However, when a single tooth shows a noticeable change in color from matching the adjacent teeth to becoming much darker or grey, you should suspect an underlying problem. This is especially true when the color change seems to occur in a relatively short period of time. We recommend you review photos of yourself to monitor when the color change first began.

A singular tooth becoming grey is usually caused by trauma due to deterioration of the tissue inside the tooth, or removal of that tissue via root canal treatment.

Is My Grey Tooth “Dead''?

Maybe.

An internal color change typically indicates a problem with the vital tissues inside the tooth. By “internal,” we mean that the grey color does not respond to improved oral hygiene, professional teeth cleanings, or teeth whitening treatments as external stains would. If your discolored tooth is not responding well to stain removal treatments, you should consider that the color change of your tooth is likely internal.

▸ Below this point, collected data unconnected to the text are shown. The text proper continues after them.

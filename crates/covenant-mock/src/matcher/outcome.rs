//! Match outcomes produced by rule evaluation.

use serde::{Deserialize, Serialize};
use std::fmt;

/// Why a matcher check failed.
#[derive(Debug, Clone, Copy, PartialEq, Eq, Serialize, Deserialize)]
#[serde(rename_all = "camelCase")]
pub enum CheckFailureKind {
    /// Actual value has a different JSON kind than the expected value.
    TypeMismatch,
    /// Actual value does not fully match the declared regex pattern.
    PatternMismatch,
    /// Actual value does not parse exactly against the declared date format.
    ValueDoesNotMatchDateFormat,
}

impl fmt::Display for CheckFailureKind {
    fn fmt(&self, f: &mut fmt::Formatter<'_>) -> fmt::Result {
        let text = match self {
            CheckFailureKind::TypeMismatch => "type mismatch",
            CheckFailureKind::PatternMismatch => "pattern mismatch",
            CheckFailureKind::ValueDoesNotMatchDateFormat => {
                "value does not match the date format"
            }
        };
        f.write_str(text)
    }
}

/// Result of evaluating one matcher rule against one body path.
#[derive(Debug, Clone, PartialEq, Eq, Serialize, Deserialize)]
#[serde(rename_all = "camelCase", tag = "result")]
pub enum MatchOutcome {
    /// The actual value satisfied the rule at this path.
    Success { path: String },
    /// The actual value violated the rule at this path.
    Failure {
        path: String,
        kind: CheckFailureKind,
    },
}

impl MatchOutcome {
    pub fn success(path: impl Into<String>) -> Self {
        MatchOutcome::Success { path: path.into() }
    }

    pub fn failure(path: impl Into<String>, kind: CheckFailureKind) -> Self {
        MatchOutcome::Failure {
            path: path.into(),
            kind,
        }
    }

    /// Whether the check passed.
    pub fn matched(&self) -> bool {
        matches!(self, MatchOutcome::Success { .. })
    }

    /// Body path this outcome refers to.
    pub fn path(&self) -> &str {
        match self {
            MatchOutcome::Success { path } | MatchOutcome::Failure { path, .. } => path,
        }
    }
}
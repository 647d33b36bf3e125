//! Arena-backed body builder and its fold into example + matcher map.
//!
//! Nodes live in a flat arena and reference their parent by index, so the
//! in-progress tree has no owning back-references; the builder owns the
//! whole arena and discards it as a unit. Scope-changing calls return the
//! builder itself, which keeps fluent chaining available without a
//! return-self object graph.

use crate::matcher::{CompiledRule, MatcherRule, RuleError};
use serde_json::{Map, Value};
use std::collections::BTreeMap;

/// Regex for RFC 4122 textual UUIDs, used by [`BodyBuilder::guid`].
const GUID_PATTERN: &str = "[0-9a-fA-F]{8}(-[0-9a-fA-F]{4}){3}-[0-9a-fA-F]{12}";

/// Path prefix identifying the body of an interaction.
const BODY_ROOT: &str = "$.body";

/// Folded result of a completed body description.
#[derive(Debug, Clone, PartialEq)]
pub struct Body {
    /// Concrete example value emitted into the interaction template.
    pub example: Value,
    /// Matcher rules keyed by body-relative path. Paths under an array
    /// carry a `[*]` segment so one rule applies to every element.
    pub matching_rules: BTreeMap<String, Vec<MatcherRule>>,
}

/// Error while constructing a body description.
///
/// All of these are caller bugs and surface immediately at the offending
/// call; building never affects the matching engine.
#[derive(Debug, thiserror::Error)]
pub enum BodyError {
    #[error("close_object called without a matching open object scope")]
    UnbalancedCloseObject,
    #[error("close_array called without a matching open array scope")]
    UnbalancedCloseArray,
    #[error("item can only be declared inside an array scope")]
    ItemOutsideArray,
    #[error("field {name:?} cannot be declared directly inside an array scope, open an item first")]
    FieldInsideArray { name: String },
    #[error("body has an unclosed scope at {path}")]
    UnclosedScope { path: String },
    #[error("invalid rule for field {name:?}")]
    Rule {
        name: String,
        #[source]
        source: RuleError,
    },
    #[error("example {example:?} for field {name:?} does not satisfy its declared rule")]
    ExampleViolatesRule { name: String, example: String },
}

#[derive(Debug)]
enum NodeKind {
    Object { children: Vec<usize> },
    Array { items: Vec<usize>, size: usize },
    Primitive { example: Value },
}

#[derive(Debug)]
struct Node {
    /// Key in the parent object; empty for the root and for array items.
    name: String,
    /// Arena index of the parent; navigation only, never ownership.
    parent: Option<usize>,
    kind: NodeKind,
    rules: Vec<MatcherRule>,
}

/// Builder for a JSON-shaped body with per-path matcher rules.
///
/// The root scope is an object. Open/close calls must balance; a
/// mismatched close is a construction error, reported at the call itself
/// rather than at match time.
#[derive(Debug)]
pub struct BodyBuilder {
    nodes: Vec<Node>,
    current: usize,
}

const ROOT: usize = 0;

impl BodyBuilder {
    /// Start a new body description with an empty root object.
    pub fn new() -> Self {
        Self {
            nodes: vec![Node {
                name: String::new(),
                parent: None,
                kind: NodeKind::Object {
                    children: Vec::new(),
                },
                rules: Vec::new(),
            }],
            current: ROOT,
        }
    }

    /// Open a nested object scope under the current object.
    pub fn object(&mut self, name: &str) -> Result<&mut Self, BodyError> {
        self.ensure_named_scope(name)?;
        let idx = self.attach(Node {
            name: name.to_string(),
            parent: Some(self.current),
            kind: NodeKind::Object {
                children: Vec::new(),
            },
            rules: Vec::new(),
        });
        self.current = idx;
        Ok(self)
    }

    /// Close the current object scope, returning control to the scope that
    /// opened it. Also closes an array item opened with [`Self::item`].
    pub fn close_object(&mut self) -> Result<&mut Self, BodyError> {
        let node = &self.nodes[self.current];
        match (&node.kind, node.parent) {
            (NodeKind::Object { .. }, Some(parent)) => {
                self.current = parent;
                Ok(self)
            }
            _ => Err(BodyError::UnbalancedCloseObject),
        }
    }

    /// Open an array scope under the current object.
    ///
    /// `size` is the number of elements the folded example should carry;
    /// if fewer items are declared, the last one is repeated to pad.
    pub fn array(&mut self, name: &str, size: usize) -> Result<&mut Self, BodyError> {
        self.ensure_named_scope(name)?;
        let idx = self.attach(Node {
            name: name.to_string(),
            parent: Some(self.current),
            kind: NodeKind::Array {
                items: Vec::new(),
                size,
            },
            rules: Vec::new(),
        });
        self.current = idx;
        Ok(self)
    }

    /// Open an object scope for the next array element. All items share
    /// the array's `[*]` path, so one rule covers every element.
    pub fn item(&mut self) -> Result<&mut Self, BodyError> {
        if !matches!(self.nodes[self.current].kind, NodeKind::Array { .. }) {
            return Err(BodyError::ItemOutsideArray);
        }
        let idx = self.attach(Node {
            name: String::new(),
            parent: Some(self.current),
            kind: NodeKind::Object {
                children: Vec::new(),
            },
            rules: Vec::new(),
        });
        self.current = idx;
        Ok(self)
    }

    /// Close the current array scope.
    pub fn close_array(&mut self) -> Result<&mut Self, BodyError> {
        let node = &self.nodes[self.current];
        match (&node.kind, node.parent) {
            (NodeKind::Array { .. }, Some(parent)) => {
                self.current = parent;
                Ok(self)
            }
            _ => Err(BodyError::UnbalancedCloseArray),
        }
    }

    /// Declare a field matched by exact value, no rule attached.
    pub fn literal(&mut self, name: &str, example: impl Into<Value>) -> Result<&mut Self, BodyError> {
        self.primitive(name, example.into(), Vec::new())
    }

    /// Declare a string field matched by JSON kind only; the example is
    /// illustrative and not checked on replay.
    pub fn string_type(&mut self, name: &str, example: &str) -> Result<&mut Self, BodyError> {
        self.primitive(name, Value::from(example), vec![MatcherRule::Type])
    }

    /// Declare an integer field matched by JSON kind only.
    pub fn integer_type(&mut self, name: &str, example: i64) -> Result<&mut Self, BodyError> {
        self.primitive(name, Value::from(example), vec![MatcherRule::Type])
    }

    /// Declare a decimal field matched by JSON kind only.
    pub fn decimal_type(&mut self, name: &str, example: f64) -> Result<&mut Self, BodyError> {
        self.primitive(name, Value::from(example), vec![MatcherRule::Type])
    }

    /// Declare a boolean field matched by JSON kind only.
    pub fn boolean_type(&mut self, name: &str, example: bool) -> Result<&mut Self, BodyError> {
        self.primitive(name, Value::from(example), vec![MatcherRule::Type])
    }

    /// Declare a field matched by an anchored regex pattern.
    ///
    /// The example must itself satisfy the pattern; a self-inconsistent
    /// declaration is rejected here rather than producing a contract no
    /// provider could ever satisfy.
    pub fn regex(&mut self, name: &str, example: &str, pattern: &str) -> Result<&mut Self, BodyError> {
        let rule = MatcherRule::Regex {
            regex: pattern.to_string(),
        };
        self.checked_primitive(name, example, rule)
    }

    /// Declare a field matched by a strict chrono date/time format.
    ///
    /// The example must itself parse against the format.
    pub fn date_format(
        &mut self,
        name: &str,
        example: &str,
        format: &str,
    ) -> Result<&mut Self, BodyError> {
        let rule = MatcherRule::DateFormat {
            format: format.to_string(),
        };
        self.checked_primitive(name, example, rule)
    }

    /// Declare a field matched as a textual UUID.
    pub fn guid(&mut self, name: &str, example: &str) -> Result<&mut Self, BodyError> {
        let rule = MatcherRule::Regex {
            regex: GUID_PATTERN.to_string(),
        };
        self.checked_primitive(name, example, rule)
    }

    /// Fold the completed description into its example value and matcher
    /// map. Fails if any scope is still open.
    pub fn build(self) -> Result<Body, BodyError> {
        if self.current != ROOT {
            return Err(BodyError::UnclosedScope {
                path: self.path_of(self.current),
            });
        }

        let mut matching_rules = BTreeMap::new();
        let example = self.fold(ROOT, BODY_ROOT, &mut matching_rules);
        Ok(Body {
            example,
            matching_rules,
        })
    }

    // ------------------------------------------------------------------
    // internals
    // ------------------------------------------------------------------

    /// Named declarations are only legal inside an object scope.
    fn ensure_named_scope(&self, name: &str) -> Result<(), BodyError> {
        match self.nodes[self.current].kind {
            NodeKind::Object { .. } => Ok(()),
            _ => Err(BodyError::FieldInsideArray {
                name: name.to_string(),
            }),
        }
    }

    /// Push a node into the arena and link it under the current scope.
    fn attach(&mut self, node: Node) -> usize {
        let idx = self.nodes.len();
        self.nodes.push(node);
        match &mut self.nodes[self.current].kind {
            NodeKind::Object { children } => children.push(idx),
            NodeKind::Array { items, .. } => items.push(idx),
            NodeKind::Primitive { .. } => unreachable!("primitives never become the current scope"),
        }
        idx
    }

    fn primitive(
        &mut self,
        name: &str,
        example: Value,
        rules: Vec<MatcherRule>,
    ) -> Result<&mut Self, BodyError> {
        self.ensure_named_scope(name)?;
        self.attach(Node {
            name: name.to_string(),
            parent: Some(self.current),
            kind: NodeKind::Primitive { example },
            rules,
        });
        Ok(self)
    }

    /// Primitive declaration with eager example-vs-rule validation.
    fn checked_primitive(
        &mut self,
        name: &str,
        example: &str,
        rule: MatcherRule,
    ) -> Result<&mut Self, BodyError> {
        let compiled = CompiledRule::compile(&rule).map_err(|source| BodyError::Rule {
            name: name.to_string(),
            source,
        })?;
        let example_value = Value::from(example);
        if !compiled.check("", &example_value, &example_value).matched() {
            return Err(BodyError::ExampleViolatesRule {
                name: name.to_string(),
                example: example.to_string(),
            });
        }
        self.primitive(name, example_value, vec![rule])
    }

    /// Body-relative path of a node. Array items contribute no segment of
    /// their own; the array already carries the `[*]` wildcard.
    fn path_of(&self, idx: usize) -> String {
        let node = &self.nodes[idx];
        let Some(parent) = node.parent else {
            return BODY_ROOT.to_string();
        };
        let parent_path = self.path_of(parent);
        match &node.kind {
            NodeKind::Array { .. } => format!("{parent_path}.{}[*]", node.name),
            _ if node.name.is_empty() => parent_path,
            _ => format!("{parent_path}.{}", node.name),
        }
    }

    fn fold(&self, idx: usize, path: &str, rules: &mut BTreeMap<String, Vec<MatcherRule>>) -> Value {
        let node = &self.nodes[idx];
        if !node.rules.is_empty() {
            rules
                .entry(path.to_string())
                .or_default()
                .extend(node.rules.iter().cloned());
        }

        match &node.kind {
            NodeKind::Primitive { example } => example.clone(),
            NodeKind::Object { children } => {
                let mut map = Map::new();
                for &child in children {
                    let child_node = &self.nodes[child];
                    let child_path = self.path_of(child);
                    map.insert(
                        child_node.name.clone(),
                        self.fold(child, &child_path, rules),
                    );
                }
                Value::Object(map)
            }
            NodeKind::Array { items, size } => {
                let mut values: Vec<Value> = items
                    .iter()
                    .map(|&item| self.fold(item, path, rules))
                    .collect();
                // Pad the example out to the declared size by repeating
                // the last item.
                if let Some(last) = values.last().cloned() {
                    while values.len() < *size {
                        values.push(last.clone());
                    }
                }
                Value::Array(values)
            }
        }
    }
}

impl Default for BodyBuilder {
    fn default() -> Self {
        Self::new()
    }
}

It is important to note that a dead tooth induces a change in color to appear noticeably darker from a once normal color. This does not apply to a tooth that has always been unusually darker than the others around it since erupting into the mouth.

What is a “Dead Tooth?”

When a single tooth changes to become grey in color, you may have a condition known as a necrotic pulp. The pulp is the collection of nerves and blood vessels residing within the hollow chamber of each tooth. It is this pulp tissue that “dies” and most often causes color changes.

When the pulp dies, the tooth may turn purple, grey, pink, dark yellow, or almost black in color. The dead blood vessels and nerve tissue undergo a degradation process that can produce a variety of colors, similar to the way a bruise changes in color. The molecules produced by this dying process may become embedded into the internal structure of the tooth, causing a permanent color change.

What Causes a “Dead Tooth?”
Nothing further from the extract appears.